Close to Barton’s Point Country Park, discover the Queenborough Lines or ‘canal bank’ as it is known locally. It is a mid 19th century ditch and mound fortification built to protect Sheerness Naval Dockyard from attack from inland. More recent concrete gun footings from both world wars can still be seen. From the Lines cycle towards the town. In the town centre stands the clock tower built in 1902 to commemorate King Edward VII’s coronation. This 11m (36ft) high iconic feature is one of the oldest and largest surviving cast iron clock towers in Kent. On to the sea wall, the dockyard is visible to the west.
Due to its unrivalled location in protecting the River Medway, Sheerness began as a fort. This was tested in the Anglo-Dutch wars in the 1600’s, during which Sheerness fell. The potential as a naval dockyard site was originally identified by Samuel Pepys. Looking out to sea you may glimpse the masts of a sunken World War II vessel, the SS Richard Montgomery. It is loaded with explosives but because of its proximity to Sheerness it was deemed too dangerous to blow up! For more family fun, enjoy a paddle in the sea or relax on the shingle beach with a picnic.
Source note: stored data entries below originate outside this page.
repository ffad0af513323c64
pub mod logging;

pub use logging::logging_middleware;
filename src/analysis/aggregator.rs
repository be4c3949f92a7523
//! Row aggregation utilities.
//!
//! Index rows come back from the store as loosely typed JSON. This module
//! turns them into typed per-key aggregates with a single fold, skipping
//! rows whose shape does not match and counting them as malformed.

use crate::models::{HashtagCount, IndexRow, ViewId};
use serde_json::Value;
use std::collections::HashMap;
use std::hash::Hash;
use std::sync::atomic::{AtomicU64, Ordering};
use tracing::warn;

/// Counts rows skipped because their key or value had an unexpected shape.
#[derive(Debug, Default)]
pub struct RowDiagnostics {
    malformed: AtomicU64,
}

impl RowDiagnostics {
    pub fn new() -> Self {
        Self::default()
    }

    /// Log and count one malformed row.
    pub fn record(&self, view: &ViewId, row: &IndexRow, reason: &str) {
        warn!(
            "Skipping malformed row from {} (key {}, value {}): {}",
            view, row.key, row.value, reason
        );
        self.malformed.fetch_add(1, Ordering::Relaxed);
    }

    /// Malformed rows seen so far.
    pub fn malformed(&self) -> u64 {
        self.malformed.load(Ordering::Relaxed)
    }
}

/// Fold rows into one aggregate per key.
///
/// `split` extracts the grouping key and the contribution of a row, or
/// explains why the row is malformed. `merge` adds a contribution to the
/// key's aggregate, starting from `A::default()`. Keys are returned in the
/// order they were first seen.
pub fn group_and_merge<K, V, A, S, M>(
    rows: impl IntoIterator<Item = IndexRow>,
    diagnostics: &RowDiagnostics,
    view: &ViewId,
    mut split: S,
    mut merge: M,
) -> Vec<(K, A)>
where
    K: Eq + Hash + Clone,
    A: Default,
    S: FnMut(&IndexRow) -> Result<(K, V), String>,
    M: FnMut(&mut A, V),
{
    let mut positions: HashMap<K, usize> = HashMap::new();
    let mut grouped: Vec<(K, A)> = Vec::new();

    for row in rows {
        let (key, contribution) = match split(&row) {
            Ok(parts) => parts,
            Err(reason) => {
                diagnostics.record(view, &row, &reason);
                continue;
            }
        };

        let position = *positions.entry(key.clone()).or_insert_with(|| {
            grouped.push((key, A::default()));
            grouped.len() - 1
        });
        merge(&mut grouped[position].1, contribution);
    }

    grouped
}

/// An area code key. Numeric codes are accepted and rendered as strings.
pub fn area_key(key: &Value) -> Result<String, String> {
    match key {
        Value::String(area) if !area.is_empty() => Ok(area.clone()),
        Value::Number(n) => Ok(n.to_string()),
        other => Err(format!("expected an area code, got {}", other)),
    }
}

/// A composite array key with exactly `arity` components.
pub fn composite_key(key: &Value, arity: usize) -> Result<&[Value], String> {
    match key {
        Value::Array(parts) if parts.len() == arity => Ok(parts),
        other => Err(format!("expected an array key of {} components, got {}", arity, other)),
    }
}

/// A reduced count: a non-negative integer.
pub fn count_value(value: &Value) -> Result<u64, String> {
    if let Some(count) = value.as_u64() {
        return Ok(count);
    }
    value
        .as_f64()
        .ok_or_else(|| format!("expected a count, got {}", value))
        .and_then(as_count)
}

/// A float that must hold a whole, non-negative count.
pub fn as_count(value: f64) -> Result<u64, String> {
    if value.is_finite() && value >= 0.0 && value.fract() == 0.0 {
        Ok(value as u64)
    } else {
        Err(format!("expected a count, got {}", value))
    }
}

/// A numeric vector of exactly `len` elements.
pub fn vector_value(value: &Value, len: usize) -> Result<Vec<f64>, String> {
    let items = value
        .as_array()
        .filter(|items| items.len() == len)
        .ok_or_else(|| format!("expected a vector of {} numbers, got {}", len, value))?;

    items
        .iter()
        .map(|item| {
            item.as_f64()
                .ok_or_else(|| format!("non-numeric vector element {}", item))
        })
        .collect()
}

/// The `k` most frequent entries, ties kept in input order.
pub fn top_k(counts: Vec<(String, u64)>, k: usize) -> Vec<HashtagCount> {
    let mut counts = counts;
    // sort_by is stable.
    counts.sort_by(|a, b| b.1.cmp(&a.1));
    counts
        .into_iter()
        .take(k)
        .map(|(hashtag, frequency)| HashtagCount { hashtag, frequency })
        .collect()
}
//! Report rendering.

pub mod generator;

pub use generator::*;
Sheerness Way: At Neptune Terrace please dismount and use the ramp to wheel your bike down a small flight of steps. Please also take care when crossing Marine Parade back to Barton’s Point. The nearest Station is Sheerness-on-Sea; from here you are signposted onto the route.
Please note that this route is not suitable for towing children’s trailors due to several stops along the way.